“Being Blue is a way of life. Once you’re in it, it will never leave you.” It’s this final statement, delivered almost as an afterthought in a follow-up email, that sums up Deb to perfection. Everything that she’s done since meeting her husband in 1978 has been deeply, passionately, enmeshed in the world of policing, with all the ups and downs that entails.
That first meeting couldn’t have been better scripted if it had been in a Hollywood romcom. “Marooned with a girlfriend and a guy that couldn’t swim,” on Lion Island in Broken Bay, her future husband, Sergeant Alan Anderson, had to come to their rescue in a Police Marine boat.
“I looked up at this big white boat coming, and I said to my girlfriend, Jeez I’d laugh my head off it that was the police. She said, I’ll kill you if it is.” It was. She didn’t. But the fateful meeting had taken place, and six years later they were married.
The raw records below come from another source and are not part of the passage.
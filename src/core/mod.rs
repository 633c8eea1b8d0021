//! # Core Module
//!
//! 애플리케이션 전역에서 쓰는 기반 기능입니다.
//!
//! - [`registry`] - 타입 기반 싱글톤 컨테이너 `ServiceLocator`와
//!   `#[repository]` 매크로 등록 정보
//! - [`errors`] - 전역 에러 타입 `AppError`와 안정적인 분류 `ErrorKind`
//!
//! ```rust,ignore
//! use crate::core::{errors::AppError, registry::ServiceLocator};
//!
//! let config = ServiceLocator::get::<AppConfig>();
//! ```

pub mod errors;
pub mod registry;

pub use errors::*;
pub use registry::*;
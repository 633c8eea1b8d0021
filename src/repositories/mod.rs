//! # Repository Layer
//!
//! 데이터 액세스 계층입니다.
//!
//! - [`stores`] - 도메인 서비스가 의존하는 저장소 trait (`UserDirectory`, `AppointmentStore`)
//! - [`users`] - MongoDB + Redis 캐시 사용자 리포지토리 (`#[repository]` 싱글톤)
//! - [`appointments`] - MongoDB 예약 리포지토리 (`#[repository]` 싱글톤)
//! - [`memory`] - 두 trait을 모두 구현하는 메모리 저장소
//!
//! ```rust,ignore
//! let users: Arc<dyn UserDirectory> = UserRepository::instance();
//! let appointments: Arc<dyn AppointmentStore> = AppointmentRepository::instance();
//! ```

pub mod stores;
pub mod users;
pub mod appointments;
pub mod memory;

pub use stores::{AppointmentStore, UserDirectory};
pub use users::UserRepository;
pub use appointments::AppointmentRepository;
pub use memory::InMemoryStore;
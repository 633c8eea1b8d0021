pub mod authenticated_user;
pub mod authentication_request;

pub use authenticated_user::AuthenticatedUser;
pub use authentication_request::RequiredRole;
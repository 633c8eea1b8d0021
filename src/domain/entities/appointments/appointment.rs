//! Appointment Entity Implementation
//!
//! 고객과 서비스 제공자 사이의 예약을 표현합니다.
//! 예약은 참여자의 ID만 보관하며 사용자 문서를 포함하지 않습니다.
//! 생성 이후에는 상태 전이로만 변경되고, 삭제 연산은 없습니다.

use std::fmt;
use chrono::NaiveDate;
use mongodb::bson::{oid::ObjectId, DateTime};
use serde::{Deserialize, Serialize};

/// 예약 상태
///
/// ```text
/// pending → confirmed → in_progress → completed
///    └──────────┴────────────┴──────→ cancelled
/// ```
///
/// `completed`, `cancelled`는 종료 상태입니다.
/// 허용 정책(permissive)에서는 임의의 문자열이 저장될 수 있으므로
/// 알 수 없는 값은 [`AppointmentStatus::Other`]로 원문 그대로 보존됩니다.
#[derive(Debug, Clone, PartialEq, Eq, Hash, Serialize, Deserialize)]
#[serde(from = "String", into = "String")]
pub enum AppointmentStatus {
    Pending,
    Confirmed,
    InProgress,
    Completed,
    Cancelled,
    Other(String),
}

impl AppointmentStatus {
    pub fn as_str(&self) -> &str {
        match self {
            AppointmentStatus::Pending => "pending",
            AppointmentStatus::Confirmed => "confirmed",
            AppointmentStatus::InProgress => "in_progress",
            AppointmentStatus::Completed => "completed",
            AppointmentStatus::Cancelled => "cancelled",
            AppointmentStatus::Other(raw) => raw,
        }
    }

    /// 다섯 가지 정의된 상태 중 하나인지 여부
    pub fn is_known(&self) -> bool {
        !matches!(self, AppointmentStatus::Other(_))
    }

    /// `completed`와 `cancelled`는 더 이상 전이할 수 없습니다.
    pub fn is_terminal(&self) -> bool {
        matches!(self, AppointmentStatus::Completed | AppointmentStatus::Cancelled)
    }

    /// 정의된 생명주기에서 `self → next` 전이가 합법인지 확인합니다.
    ///
    /// 알 수 없는 상태에서는 취소만 허용합니다.
    pub fn can_transition_to(&self, next: &AppointmentStatus) -> bool {
        use AppointmentStatus::*;

        if self.is_terminal() {
            return false;
        }

        match (self, next) {
            (Pending, Confirmed) => true,
            (Confirmed, InProgress) => true,
            (InProgress, Completed) => true,
            (Pending | Confirmed | InProgress | Other(_), Cancelled) => true,
            _ => false,
        }
    }
}

impl From<String> for AppointmentStatus {
    fn from(raw: String) -> Self {
        match raw.as_str() {
            "pending" => AppointmentStatus::Pending,
            "confirmed" => AppointmentStatus::Confirmed,
            "in_progress" => AppointmentStatus::InProgress,
            "completed" => AppointmentStatus::Completed,
            "cancelled" => AppointmentStatus::Cancelled,
            _ => AppointmentStatus::Other(raw),
        }
    }
}

impl From<&str> for AppointmentStatus {
    fn from(raw: &str) -> Self {
        AppointmentStatus::from(raw.to_string())
    }
}

impl From<AppointmentStatus> for String {
    fn from(status: AppointmentStatus) -> Self {
        match status {
            AppointmentStatus::Other(raw) => raw,
            known => known.as_str().to_string(),
        }
    }
}

impl fmt::Display for AppointmentStatus {
    fn fmt(&self, f: &mut fmt::Formatter<'_>) -> fmt::Result {
        f.write_str(self.as_str())
    }
}

/// 상태 변경 요청을 어떻게 검증할지 결정하는 정책
///
/// `BOOKING_STATUS_POLICY` 환경 변수로 선택합니다.
#[derive(Debug, Clone, Copy, PartialEq, Eq, Default)]
pub enum StatusPolicy {
    /// 빈 문자열이 아닌 상태 문자열을 공백까지 그대로 저장합니다.
    #[default]
    Permissive,
    /// 정의된 다섯 상태와 합법적인 전이만 허용합니다.
    Enforced,
}

impl StatusPolicy {
    pub fn from_str(s: &str) -> Result<Self, String> {
        match s.trim().to_lowercase().as_str() {
            "permissive" => Ok(StatusPolicy::Permissive),
            "enforced" | "strict" => Ok(StatusPolicy::Enforced),
            other => Err(format!("알 수 없는 상태 정책: {}", other)),
        }
    }

    /// `current → next` 전이를 이 정책이 허용하는지 확인합니다.
    pub fn permits(&self, current: &AppointmentStatus, next: &AppointmentStatus) -> bool {
        if next.as_str().is_empty() {
            return false;
        }

        match self {
            StatusPolicy::Permissive => true,
            StatusPolicy::Enforced => next.is_known() && current.can_transition_to(next),
        }
    }
}

/// 예약 엔티티
#[derive(Debug, Clone, Serialize, Deserialize)]
pub struct Appointment {
    #[serde(rename = "_id", skip_serializing_if = "Option::is_none")]
    pub id: Option<ObjectId>,
    /// 예약한 고객의 사용자 ID
    pub client_id: String,
    /// 예약된 서비스 제공자의 사용자 ID
    pub provider_id: String,
    /// 서비스 카테고리
    pub service: String,
    /// 예약일 (`YYYY-MM-DD`로 저장되어 문자열 정렬이 날짜 정렬과 일치)
    pub date: NaiveDate,
    /// 시각 (예: "14:00")
    pub time: String,
    pub status: AppointmentStatus,
    #[serde(default)]
    pub notes: String,
    #[serde(default)]
    pub price: f64,
    #[serde(default)]
    pub duration_minutes: i32,
    #[serde(default)]
    pub location: String,
    #[serde(default)]
    pub latitude: f64,
    #[serde(default)]
    pub longitude: f64,
    pub created_at: DateTime,
    pub updated_at: DateTime,
}

impl Appointment {
    /// `pending` 상태의 새 예약. 가격과 소요 시간은 0으로 시작합니다.
    #[allow(clippy::too_many_arguments)]
    pub fn new_pending(
        client_id: String,
        provider_id: String,
        service: String,
        date: NaiveDate,
        time: String,
        notes: String,
        location: String,
        latitude: f64,
        longitude: f64,
    ) -> Self {
        let now = DateTime::now();

        Self {
            id: None,
            client_id,
            provider_id,
            service,
            date,
            time,
            status: AppointmentStatus::Pending,
            notes,
            price: 0.0,
            duration_minutes: 0,
            location,
            latitude,
            longitude,
            created_at: now,
            updated_at: now,
        }
    }

    pub fn id_string(&self) -> Option<String> {
        self.id.map(|id| id.to_hex())
    }

    /// 사용자가 이 예약의 고객 또는 서비스 제공자인지 확인합니다.
    pub fn involves(&self, user_id: &str) -> bool {
        self.client_id == user_id || self.provider_id == user_id
    }

    /// 해당 날짜에 서비스 제공자를 점유하는 예약인지 확인합니다.
    ///
    /// 취소되지 않은 모든 예약은 점유로 취급합니다.
    pub fn occupies(&self, provider_id: &str, date: NaiveDate) -> bool {
        self.provider_id == provider_id
            && self.date == date
            && self.status != AppointmentStatus::Cancelled
    }
}

#[cfg(test)]
mod tests {
    use super::*;

    fn day(s: &str) -> NaiveDate {
        NaiveDate::parse_from_str(s, "%Y-%m-%d").unwrap()
    }

    fn sample() -> Appointment {
        Appointment::new_pending(
            "client-1".to_string(),
            "provider-1".to_string(),
            "cleaning".to_string(),
            day("2024-03-10"),
            "14:00".to_string(),
            String::new(),
            String::new(),
            0.0,
            0.0,
        )
    }

    #[test]
    fn test_status_string_round_trip_preserves_unknown_values() {
        assert_eq!(AppointmentStatus::from("in_progress"), AppointmentStatus::InProgress);
        assert_eq!(
            AppointmentStatus::from("on_hold"),
            AppointmentStatus::Other("on_hold".to_string())
        );
        assert_eq!(String::from(AppointmentStatus::from("on_hold")), "on_hold");

        let json = serde_json::to_string(&AppointmentStatus::Cancelled).unwrap();
        assert_eq!(json, "\"cancelled\"");
        let parsed: AppointmentStatus = serde_json::from_str("\"whatever\"").unwrap();
        assert_eq!(parsed.as_str(), "whatever");
    }

    #[test]
    fn test_lifecycle_transitions() {
        use AppointmentStatus::*;

        assert!(Pending.can_transition_to(&Confirmed));
        assert!(Confirmed.can_transition_to(&InProgress));
        assert!(InProgress.can_transition_to(&Completed));
        assert!(Pending.can_transition_to(&Cancelled));
        assert!(InProgress.can_transition_to(&Cancelled));

        assert!(!Pending.can_transition_to(&Completed));
        assert!(!Confirmed.can_transition_to(&Pending));
        assert!(!Completed.can_transition_to(&Cancelled));
        assert!(!Cancelled.can_transition_to(&Pending));
        assert!(!Pending.can_transition_to(&Pending));
        assert!(Completed.is_terminal() && Cancelled.is_terminal());
    }

    #[test]
    fn test_status_policy_parsing() {
        assert_eq!(StatusPolicy::from_str("PERMISSIVE"), Ok(StatusPolicy::Permissive));
        assert_eq!(StatusPolicy::from_str("enforced"), Ok(StatusPolicy::Enforced));
        assert!(StatusPolicy::from_str("sometimes").is_err());
        assert_eq!(StatusPolicy::default(), StatusPolicy::Permissive);
    }

    #[test]
    fn test_permissive_policy_accepts_any_non_empty_status() {
        let policy = StatusPolicy::Permissive;

        assert!(policy.permits(&AppointmentStatus::Completed, &AppointmentStatus::Pending));
        assert!(policy.permits(&AppointmentStatus::Pending, &AppointmentStatus::from("on_hold")));
        assert!(policy.permits(&AppointmentStatus::Pending, &AppointmentStatus::from("  ")));
        assert!(!policy.permits(&AppointmentStatus::Pending, &AppointmentStatus::from("")));
    }

    #[test]
    fn test_enforced_policy_rejects_unknown_and_illegal() {
        let policy = StatusPolicy::Enforced;

        assert!(policy.permits(&AppointmentStatus::Pending, &AppointmentStatus::Confirmed));
        assert!(!policy.permits(&AppointmentStatus::Pending, &AppointmentStatus::from("on_hold")));
        assert!(!policy.permits(&AppointmentStatus::Completed, &AppointmentStatus::Cancelled));
    }

    #[test]
    fn test_new_appointment_defaults() {
        let appointment = sample();

        assert_eq!(appointment.status, AppointmentStatus::Pending);
        assert_eq!(appointment.price, 0.0);
        assert_eq!(appointment.duration_minutes, 0);
        assert!(appointment.involves("client-1"));
        assert!(appointment.involves("provider-1"));
        assert!(!appointment.involves("someone-else"));
    }

    #[test]
    fn test_occupancy_ignores_cancelled() {
        let mut appointment = sample();
        assert!(appointment.occupies("provider-1", day("2024-03-10")));
        assert!(!appointment.occupies("provider-1", day("2024-03-11")));

        appointment.status = AppointmentStatus::Cancelled;
        assert!(!appointment.occupies("provider-1", day("2024-03-10")));

        appointment.status = AppointmentStatus::from("on_hold");
        assert!(appointment.occupies("provider-1", day("2024-03-10")));
    }

    #[test]
    fn test_date_serializes_as_calendar_day() {
        let json = serde_json::to_value(sample()).unwrap();
        assert_eq!(json["date"], "2024-03-10");
        assert_eq!(json["status"], "pending");
    }
}
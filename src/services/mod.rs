//! 비즈니스 로직을 담당하는 서비스 계층 모듈
//!
//! 서비스는 저장소 trait 객체를 생성자로 주입받는 평범한 구조체입니다.
//! 애플리케이션 시작 시 [`register_services`]가 한 번 생성하여
//! [`ServiceLocator`]에 등록하고, 핸들러는 타입으로 꺼내 씁니다.
//!
//! ```rust,ignore
//! register_services(&config, users, appointments);
//!
//! let booking = ServiceLocator::get::<BookingService>();
//! ```

pub mod auth;
pub mod users;
pub mod booking;

use std::sync::Arc;
use crate::{
    config::AppConfig,
    core::registry::ServiceLocator,
    repositories::stores::{AppointmentStore, UserDirectory},
};
use auth::CredentialService;
use booking::BookingService;
use users::{AccountService, ProfileService};

/// 설정과 저장소로 모든 도메인 서비스를 만들어 등록합니다.
///
/// 같은 타입을 다시 등록하면 이전 인스턴스를 대체합니다.
pub fn register_services(
    config: &AppConfig,
    users: Arc<dyn UserDirectory>,
    appointments: Arc<dyn AppointmentStore>,
) {
    let credentials = Arc::new(CredentialService::new(&config.jwt, &config.password));

    ServiceLocator::set(Arc::new(AccountService::new(users.clone(), credentials.clone())));
    ServiceLocator::set(Arc::new(ProfileService::new(users.clone())));
    ServiceLocator::set(Arc::new(BookingService::new(
        users,
        appointments,
        config.booking.status_policy,
    )));
    ServiceLocator::set(credentials);

    log::info!("도메인 서비스 등록 완료 (상태 정책: {:?})", config.booking.status_policy);
}
//! # Service Registry - 싱글톤 의존성 주입 시스템
//!
//! 타입을 키로 하는 전역 싱글톤 컨테이너입니다.
//!
//! 두 가지 방식으로 인스턴스가 채워집니다.
//!
//! 1. **매크로 등록**: `#[repository]` 매크로가 `inventory`로
//!    등록 정보를 제출하고, 첫 `get` 호출 시(또는 `initialize_all` 시) 생성됩니다.
//!    `Arc<T>` 필드는 다시 `ServiceLocator::get::<T>()`로 주입됩니다.
//! 2. **직접 등록**: 설정(`AppConfig`), 인프라(`Database`, `RedisClient`),
//!    생성자 주입으로 만든 도메인 서비스(`BookingService` 등)는
//!    `main`에서 [`ServiceLocator::set`]으로 등록합니다.
//!
//! ```rust,ignore
//! ServiceLocator::set(Arc::new(AppConfig::from_env()));
//! ServiceLocator::set(database);
//! ServiceLocator::set(redis_client);
//! ServiceLocator::initialize_all().await?;
//!
//! let booking = ServiceLocator::get::<BookingService>();
//! ```
//!
//! 순환 의존성은 초기화 중인 타입을 추적하여 즉시 패닉으로 드러냅니다.

use std::any::{Any, TypeId};
use std::collections::{HashMap, HashSet};
use std::sync::{Arc, PoisonError, RwLock};
use async_trait::async_trait;
use once_cell::sync::Lazy;

/// 데이터 액세스 리포지토리를 위한 공통 인터페이스 (`#[repository]`가 구현)
#[async_trait]
pub trait Repository: Send + Sync {
    /// 레지스트리에서 리포지토리를 식별하는 이름
    fn name(&self) -> &str;

    /// 연결된 MongoDB 컬렉션 이름
    fn collection_name(&self) -> &str;

    /// 인덱스 생성 등 초기화 훅
    async fn init(&self) -> Result<(), Box<dyn std::error::Error>>;
}

/// `#[repository]` 매크로가 제출하는 등록 정보
pub struct RepositoryRegistration {
    pub name: &'static str,
    pub constructor: fn() -> Box<dyn Any + Send + Sync>,
}

inventory::collect!(RepositoryRegistration);

/// 정규화된 이름 → 생성자 (예: `appointment_repository` → `appointment`)
static REPOSITORY_CONSTRUCTORS: Lazy<HashMap<String, &'static RepositoryRegistration>> = Lazy::new(|| {
    let cache: HashMap<_, _> = inventory::iter::<RepositoryRegistration>()
        .map(|registration| (normalize_registration_name(registration.name), registration))
        .collect();

    log::debug!("Repository 레지스트리 캐시 구성: {}개", cache.len());
    cache
});

fn normalize_registration_name(name: &str) -> String {
    name.strip_suffix("_repository")
        .unwrap_or(name)
        .to_string()
}

/// `crate::repositories::UserRepository` → `UserRepository`
fn short_type_name(type_name: &str) -> &str {
    type_name.rsplit("::").next().unwrap_or(type_name)
}

/// 요청된 타입 이름에 대응하는 생성자를 찾습니다.
///
/// `AppointmentRepository` → 리포지토리 레지스트리의 `appointment`.
fn find_constructor(type_name: &str) -> Option<(&'static str, fn() -> Box<dyn Any + Send + Sync>)> {
    let entity = short_type_name(type_name).strip_suffix("Repository")?;

    REPOSITORY_CONSTRUCTORS
        .get(&entity.to_lowercase())
        .map(|registration| (registration.name, registration.constructor))
}

/// 싱글톤 의존성 주입 컨테이너
pub struct ServiceLocator {
    /// 생성되었거나 직접 등록된 인스턴스
    instances: RwLock<HashMap<TypeId, Arc<dyn Any + Send + Sync>>>,
    /// 현재 생성 중인 타입 (순환 참조 감지)
    initializing: RwLock<HashSet<TypeId>>,
}

static LOCATOR: Lazy<ServiceLocator> = Lazy::new(|| ServiceLocator {
    instances: RwLock::new(HashMap::new()),
    initializing: RwLock::new(HashSet::new()),
});

impl ServiceLocator {
    /// 이미 존재하는 인스턴스만 조회합니다. 생성을 시도하지 않습니다.
    pub fn try_get<T: 'static + Send + Sync>() -> Option<Arc<T>> {
        let instances = LOCATOR
            .instances
            .read()
            .unwrap_or_else(PoisonError::into_inner);

        instances
            .get(&TypeId::of::<T>())
            .and_then(|instance| instance.clone().downcast::<T>().ok())
    }

    /// 지정된 타입의 싱글톤 인스턴스를 가져옵니다.
    ///
    /// 캐시에 없으면 매크로 등록 정보로 생성한 뒤 캐시에 저장합니다.
    ///
    /// # Panics
    ///
    /// - 순환 의존성이 감지된 경우
    /// - 직접 등록되지도, 매크로로 등록되지도 않은 타입인 경우
    /// - 등록된 생성자가 다른 타입을 만든 경우
    pub fn get<T: 'static + Send + Sync>() -> Arc<T> {
        if let Some(instance) = Self::try_get::<T>() {
            return instance;
        }

        let type_id = TypeId::of::<T>();
        let type_name = std::any::type_name::<T>();

        {
            let mut initializing = LOCATOR
                .initializing
                .write()
                .unwrap_or_else(PoisonError::into_inner);
            if !initializing.insert(type_id) {
                panic!("Circular dependency detected: {} is already being initialized", type_name);
            }
        }

        // 생성자는 내부에서 다시 get()을 호출하므로 락을 잡지 않은 상태로 실행합니다.
        let created = find_constructor(type_name).map(|(name, constructor)| {
            let boxed = constructor();
            boxed
                .downcast::<Arc<T>>()
                .map(|arc| (*arc).clone())
                .unwrap_or_else(|_| panic!("Type mismatch for registration: {}", name))
        });

        LOCATOR
            .initializing
            .write()
            .unwrap_or_else(PoisonError::into_inner)
            .remove(&type_id);

        let Some(instance) = created else {
            panic!(
                "Service not found: {}. Register it with #[repository] or ServiceLocator::set()",
                type_name
            );
        };

        let mut instances = LOCATOR
            .instances
            .write()
            .unwrap_or_else(PoisonError::into_inner);
        let stored = instances
            .entry(type_id)
            .or_insert_with(|| instance as Arc<dyn Any + Send + Sync>)
            .clone();

        stored
            .downcast::<T>()
            .unwrap_or_else(|_| panic!("Type mismatch in ServiceLocator: {}", type_name))
    }

    /// 외부에서 생성된 인스턴스를 직접 등록합니다.
    ///
    /// 같은 타입이 이미 있으면 교체합니다.
    pub fn set<T: 'static + Send + Sync>(instance: Arc<T>) {
        let type_name = std::any::type_name::<T>();
        log::info!("📦 Registering: {}", short_type_name(type_name));

        LOCATOR
            .instances
            .write()
            .unwrap_or_else(PoisonError::into_inner)
            .insert(TypeId::of::<T>(), instance as Arc<dyn Any + Send + Sync>);
    }

    /// 매크로로 등록된 모든 리포지토리를 미리 생성합니다.
    ///
    /// 호출 전에 `Database`, `RedisClient` 등 인프라가 `set` 되어 있어야 합니다.
    pub async fn initialize_all() -> Result<(), Box<dyn std::error::Error>> {
        log::info!("🔄 서비스 레지스트리 초기화 시작");

        let mut repo_count = 0;
        for registration in inventory::iter::<RepositoryRegistration>() {
            let _instance = (registration.constructor)();
            log::info!("  ✓ Repository 생성: {}", registration.name);
            repo_count += 1;
        }

        log::info!("✅ 레지스트리 초기화 완료: Repository {}개", repo_count);

        Ok(())
    }
}
pub mod appointment_response;

pub use appointment_response::AppointmentResponse;
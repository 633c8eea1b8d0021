pub mod appointment_repo;

pub use appointment_repo::AppointmentRepository;
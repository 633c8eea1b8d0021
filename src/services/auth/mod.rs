//! 인증 서비스 (비밀번호 해싱, JWT 발급/검증)

pub mod credential_service;

pub use credential_service::CredentialService;
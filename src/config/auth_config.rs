//! # Authentication Configuration Module
//!
//! JWT 토큰 서명과 비밀번호 해싱 관련 설정을 관리합니다.
//!
//! ## 환경 변수
//!
//! ```bash
//! export JWT_SECRET="your-super-secret-jwt-key"
//! export JWT_EXPIRATION_HOURS="24"
//! export BCRYPT_COST="12"          # 4-31 범위, 미지정 시 환경별 기본값
//! ```

use super::{EnvSource, Environment};

/// JWT 서명 설정
#[derive(Clone)]
pub struct JwtConfig {
    /// HMAC 서명 키
    pub secret: String,
    /// 액세스 토큰 유효 시간 (시간 단위, 기본값 24)
    pub expiration_hours: i64,
}

impl JwtConfig {
    pub(crate) fn from_source(source: &EnvSource<'_>) -> Self {
        let secret = source.get("JWT_SECRET").unwrap_or_else(|| {
            log::warn!("JWT_SECRET not set, using default (not secure for production!)");
            "your-secret-key".to_string()
        });

        Self {
            secret,
            expiration_hours: source.parse_or("JWT_EXPIRATION_HOURS", 24),
        }
    }
}

impl std::fmt::Debug for JwtConfig {
    fn fmt(&self, f: &mut std::fmt::Formatter<'_>) -> std::fmt::Result {
        f.debug_struct("JwtConfig")
            .field("secret", &"***")
            .field("expiration_hours", &self.expiration_hours)
            .finish()
    }
}

/// 패스워드 해싱 설정
#[derive(Debug, Clone)]
pub struct PasswordConfig {
    /// bcrypt cost
    pub bcrypt_cost: u32,
}

impl PasswordConfig {
    pub(crate) fn from_source(source: &EnvSource<'_>, environment: &Environment) -> Self {
        let bcrypt_cost = source
            .get("BCRYPT_COST")
            .and_then(|value| value.parse::<u32>().ok())
            .filter(|cost| (4..=31).contains(cost))
            .unwrap_or_else(|| Self::bcrypt_cost_for_env(environment));

        Self { bcrypt_cost }
    }

    /// 특정 환경에 대한 bcrypt cost를 반환합니다.
    ///
    /// - Development/Test: 4 (빠른 처리)
    /// - Staging: 10 (중간 보안)
    /// - Production: 12 (고보안)
    pub fn bcrypt_cost_for_env(env: &Environment) -> u32 {
        match env {
            Environment::Development => 4,
            Environment::Test => 4,
            Environment::Staging => 10,
            Environment::Production => 12,
        }
    }
}
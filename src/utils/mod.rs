//! 공통 유틸리티 함수 모듈
//!
//! - [`string_utils`] - 문자열 검증과 정리
//! - [`date_utils`] - 예약일(`YYYY-MM-DD`) 파싱
//!
//! ```rust,ignore
//! use crate::utils::string_utils::validate_required_string;
//! use crate::utils::date_utils::parse_calendar_date;
//!
//! let service = validate_required_string("  cleaning ", "service")?;
//! let date = parse_calendar_date("2024-03-10")?;
//! ```

pub mod string_utils;
pub mod date_utils;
Deb and Ando (the only way she ever refers to him) moved into a house in Avalon. It’s the house she lives in today. It’s the house she nursed her husband in, through his first bout of serious illness in 1994; it’s the house she watched him die in, after his second bout of serious illness in 1999. “I have no idea why he had to suffer so much – twice – before he got to move on to the next world,” she says.
Other people might have taken the opportunity to move house. Not Deb. Her “boots and all” philosophy of life kept her there, through a tumultuous time in which she didn’t always cope well. She kept herself as grounded as she could through outdoor activities, including half-marathons, Mullumbimby to Brunswick Heads kayak paddles, trekking, squash, and basketball. Completing the circle, Ando’s ashes were scattered off Lion Island.
She lost her way for a bit before acknowledging she could use the support NSW Police Legacy could offer. “I was a bit scared to start with, not knowing what to expect… Now I’m in, boots and all.” She joined the Police Wives and Friends Support Group, aka “The Bear Ladies”, where she found a warm welcome amidst a host of non-judgemental women. “They bring an ease and calm to your situation without even saying anything.”
Alongside this introduction to the healing powers of NSW Police Legacy, Deb undertook Diplomas in Grief and Bereavement Counselling and End-of-Life Therapy, and has been practising ever since. She relishes it. “It’s an honour to do this. It’s a pleasure,” she says, of helping out Blue Family members in need of assistance.
In the meantime, she’s working part-time at a dermatology clinic, and a funeral home (where she loves the black humour), and looking to move more into counselling. She has a lot to give back, and is now focussed and ready to do so. “Boots and all will do me, but sometimes it does take time to work out where your boots need to be.”